Voice. Text. Hypertext. Each term represents a distinct “moment” in the development of textuality, from orality to literacy to digitization. But each is also the scene of considerable dispute, a point not at all lost on the editors and contributors of the volume under review. How distinct are these “moments”? How momentous? What threads of human consciousness connect them? What technologies advance them? For that matter, in what ways are this book’s featured transmission technologies—speech, inscription, print, pixel—at all relevant to the phenomenon of textuality? The subtitle’s focus on the “practices” of textual study indicate problems articulated for some future disciplinary agenda. How might we study these transitional, evolutionary textual phenomena, edit them for critics and students, and bring them and textual criticism to center stage in current critical thinking and pedagogy? Voice, Text, Hypertext is at times ungainly, but a gamesome and thoroughly engrossing field book that should inspire cosmopolitan research, critical editing, and interpretation.

Of the three organizing principles, the least accessible and hence most compelling is Voice. The age of the voiced text was an age of memory, performance, and textual evolution. Authority resided not so much in the text as in its singer, an individual of demonstrable memory, spiritual depth, and theatrical skill. What must it have been like when singers developed written aids to prompt their memory; or when full performances were first transcribed; or when transcriptions simply replaced singing: when agency was transferred from singer to writer, and authority was lodged, indeed sacralized, in words not sung but written? Reflecting on these imagined moments of transition deepens our appreciation of both the substance and insubstantiality of textuality.

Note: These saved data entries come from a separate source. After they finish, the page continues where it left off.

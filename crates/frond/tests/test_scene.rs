//! Integration tests for the scene frame loop.

#[cfg(test)]
mod tests {
    use std::{cell::Cell, rc::Rc};

    use frond::{
        Color, NodeId, Scene, WidgetExt,
        config::SceneConfig,
        error::{Error, Result},
        font::{BlockFont, FontBackend, GlyphMask, TextMetrics},
        geom::{Expanse, Rect},
        layout::CrossAxisAlignment,
        testing::harness::Harness,
        widgets::{Button, Center, Circle, Container, Flex, Text},
    };

    /// A backend whose masks carry less coverage than their size claims.
    struct ShortMasks;

    impl FontBackend for ShortMasks {
        fn measure(&self, _text: &str, _size: u32) -> TextMetrics {
            TextMetrics {
                width: 10,
                height: 10,
                baseline: 8,
            }
        }

        fn rasterize(&self, _text: &str, _size: u32) -> GlyphMask {
            GlyphMask {
                width: 10,
                height: 10,
                baseline: 8,
                alpha: vec![255; 3],
            }
        }
    }

    /// A label over a "+" button that increments it. Returns (label, button).
    fn counter(h: &mut Harness) -> Result<(NodeId, NodeId)> {
        let col = h.add(
            Flex::column()
                .with_gap(10)
                .with_cross_align(CrossAxisAlignment::Start)
                .child(Text::new("0"))
                .child(Button::new("+").with_size(60, 30)),
        );
        let kids = h.scene.children(col);
        let (label, button) = (kids[0], kids[1]);
        let count = Rc::new(Cell::new(0u32));
        h.scene.with_widget::<Button, _>(button, |b, _| {
            b.on_click.connect(move |ctx, _| {
                count.set(count.get() + 1);
                let n = count.get();
                ctx.with_widget::<Text, _>(label, |t, _| t.set_text(n.to_string()))
                    .expect("label");
            });
        })?;
        h.tick();
        Ok((label, button))
    }

    #[test]
    fn counter_counts_clicks() -> Result<()> {
        let mut h = Harness::new();
        let (label, button) = counter(&mut h)?;
        assert_eq!(h.rect(label).w, 8);
        for _ in 0..10 {
            h.click(button);
        }
        let text = h.scene.widget::<Text>(label).map(|t| t.text().to_string());
        assert_eq!(text.as_deref(), Some("10"));
        // The label grew and was laid out again in the same frame.
        assert_eq!(h.rect(label).w, 16);
        Ok(())
    }

    #[test]
    fn handlers_cannot_reach_their_own_widget() -> Result<()> {
        let mut h = Harness::new();
        let button = h.add(Center::new().child(Button::new("me").with_size(40, 20)));
        let button = h.scene.children(button)[0];
        let reentrant = Rc::new(Cell::new(false));
        let seen = reentrant.clone();
        h.scene.with_widget::<Button, _>(button, |b, _| {
            b.on_click.connect(move |ctx, _| {
                let me = ctx.node_id();
                let r = ctx.with_widget::<Button, _>(me, |_, _| ());
                seen.set(matches!(r, Err(Error::Reentrant(_))));
            });
        })?;
        h.click(button);
        assert!(reentrant.get());
        Ok(())
    }

    #[test]
    fn config_drives_background_and_text_size() -> Result<()> {
        let config = SceneConfig {
            background: Color::RED,
            ..SceneConfig::from_json(r#"{ "font_size": 24 }"#)?
        };
        let scene = Scene::with_parts(BlockFont, config);
        let mut h = Harness::with_scene(scene, Expanse::new(100, 100));
        let center = h.add(Center::new().child(Text::new("ab")));
        let text = h.scene.children(center)[0];
        assert_eq!(h.canvas.get(0, 0), Some(Color::RED));
        assert_eq!(h.rect(text), Rect::new(38, 38, 24, 24));

        h.scene.set_config(SceneConfig {
            background: Color::BLUE,
            ..SceneConfig::default()
        });
        h.tick();
        assert_eq!(h.canvas.get(0, 0), Some(Color::BLUE));
        assert_eq!(h.rect(text), Rect::new(42, 42, 16, 16));
        Ok(())
    }

    #[test]
    fn paints_children_over_parents() {
        let mut h = Harness::with_size(Expanse::new(40, 40));
        h.add(
            Container::fixed(40, 40, Color::GREEN)
                .child(Center::new().child(Container::fixed(10, 10, Color::YELLOW))),
        );
        assert_eq!(h.canvas.count(Color::YELLOW), 100);
        assert_eq!(h.canvas.count(Color::GREEN), 1600 - 100);
        assert_eq!(h.canvas.get(20, 20), Some(Color::YELLOW));
    }

    #[test]
    fn ticks_are_counted_and_resize_relays_out() {
        let mut h = Harness::with_size(Expanse::new(50, 50));
        let root = h.add(Center::new());
        assert_eq!(h.scene.frames(), 1);
        h.resize(Expanse::new(80, 30));
        assert_eq!(h.scene.frames(), 2);
        assert_eq!(h.rect(root), Rect::new(0, 0, 80, 30));
        assert_eq!(h.canvas.size(), Expanse::new(80, 30));
    }

    #[test]
    fn dump_lists_the_tree() -> Result<()> {
        let mut h = Harness::new();
        let (_, button) = counter(&mut h)?;
        h.move_to(h.rect(button).center());
        let dump = h.scene.dump()?;
        let lines: Vec<&str> = dump.lines().collect();
        assert_eq!(lines.len(), 3);
        assert!(lines[0].starts_with("column "));
        assert!(lines[1].starts_with("    text "));
        assert!(lines[2].starts_with("    button "));
        assert!(lines[2].ends_with("hovered"));
        Ok(())
    }

    #[test]
    fn clear_empties_the_scene() {
        let mut h = Harness::new();
        let root = h.add(Center::new().child(Button::new("x")));
        h.scene.clear();
        h.tick();
        assert!(h.scene.roots().is_empty());
        assert!(h.scene.node(root).is_none());
        assert_eq!(h.canvas.count(Color::BLACK), 200 * 200);
    }

    #[test]
    fn missing_nodes_report_not_found() {
        let mut scene = Scene::new();
        let id = scene.add(Center::new());
        scene.remove(id).ok();
        assert!(matches!(scene.remove(id), Err(Error::NotFound(_))));
        assert!(matches!(
            scene.add_child(id, Center::new()),
            Err(Error::NotFound(_))
        ));
        assert!(matches!(
            scene.with_widget::<Center, _>(id, |_, _| ()),
            Err(Error::NotFound(_))
        ));
    }

    #[test]
    fn oversized_circles_do_not_abort_the_frame() {
        let mut h = Harness::with_size(Expanse::new(50, 50));
        h.add(Circle::new(50_000, Color::RED));
        h.add(Center::new().child(Circle::new(u32::MAX, Color::BLUE)));
        assert_eq!(h.scene.frames(), 2);
        assert_eq!(h.canvas.size(), Expanse::new(50, 50));
    }

    #[test]
    fn malformed_glyph_masks_paint_nothing() {
        let scene = Scene::with_parts(ShortMasks, SceneConfig::default());
        let mut h = Harness::with_scene(scene, Expanse::new(50, 50));
        let text = h.add(Text::new("x").with_color(Color::WHITE));
        assert_eq!(h.scene.frames(), 1);
        assert_eq!(h.rect(text), Rect::new(0, 0, 50, 50));
        assert_eq!(h.canvas.count(Color::WHITE), 0);
        assert_eq!(h.canvas.count(Color::BLACK), 50 * 50);
    }

    #[test]
    fn failed_mounts_leave_no_orphans() -> Result<()> {
        let mut scene = Scene::new();
        let host = scene.add(Center::new());
        let gone = scene.add(Center::new());
        scene.remove(gone)?;
        let before = scene.core().len();
        let added = scene.with_widget::<Center, _>(host, |_, ctx| {
            ctx.add_child_to(gone, Flex::row().child(Text::new("a")))
        })?;
        assert!(matches!(added, Err(Error::NotFound(_))));
        assert_eq!(scene.core().len(), before);
        assert!(scene.children(host).is_empty());
        Ok(())
    }
}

Despite the efforts of Walter J. Ong and others, the [End Page 90] study of orality remains a small precinct in our profession, perhaps because evidence of it is elusive. And yet in contemplating voice, memory, and transmission, we experience an itch for probing the remote regions of orality and gain, perhaps, a deeper understanding of the writing (not just printing) process. Rather than repeating our generation’s error of rejecting one pole of an imagined critical binary for the other, scholars of orality reinvigorate our discourse on the dynamics of authority, in which the solitary singer both contributes to and transmits a collective text.

But the frustrations for those who study oral texts are at least twofold. The problem of accessing centuries- even millennia-old speech acts is so daunting as to push scholarship of ancient voicings into the realm of pure speculation, some would say fantasy. To compound the problem is the fact that literary critics who pride themselves on hard core textual evidence are likely to discount such scholarship: what is the reliability or utility of speculating on unrecoverable linguistic events? The scholar of Voice (ancient or modern) risks being compared to the archaeo-anthropologist who looks at a chip on a rock and concludes that hominids stood erect. But if such speculation can be seen as having validity, how might the criticism that grows out of it be made delectable to an otherwise skeptical academic community? What is the agenda for this kind of textual criticism?

The problem of Voice is similar to problems we associate with Text in general. At issue is not only “who wrote what” or “which text came when” (the dynamics of agency and authority) but also how these texts are received: what do readers do when they read and how do writers write to meet the expectations of readers. For the editors of Voice, Text, Hypertext, the study of readerships is invariably linked to what we mean by the “material text”. But the dilemma is this: there is nothing more material than a text when it is “there” inked on a page or glowing on a screen; but there is nothing more immaterial than a text when I am, say, thinking the words I am now typing, even though those words may not be the words I first thought or typed or surrendered into...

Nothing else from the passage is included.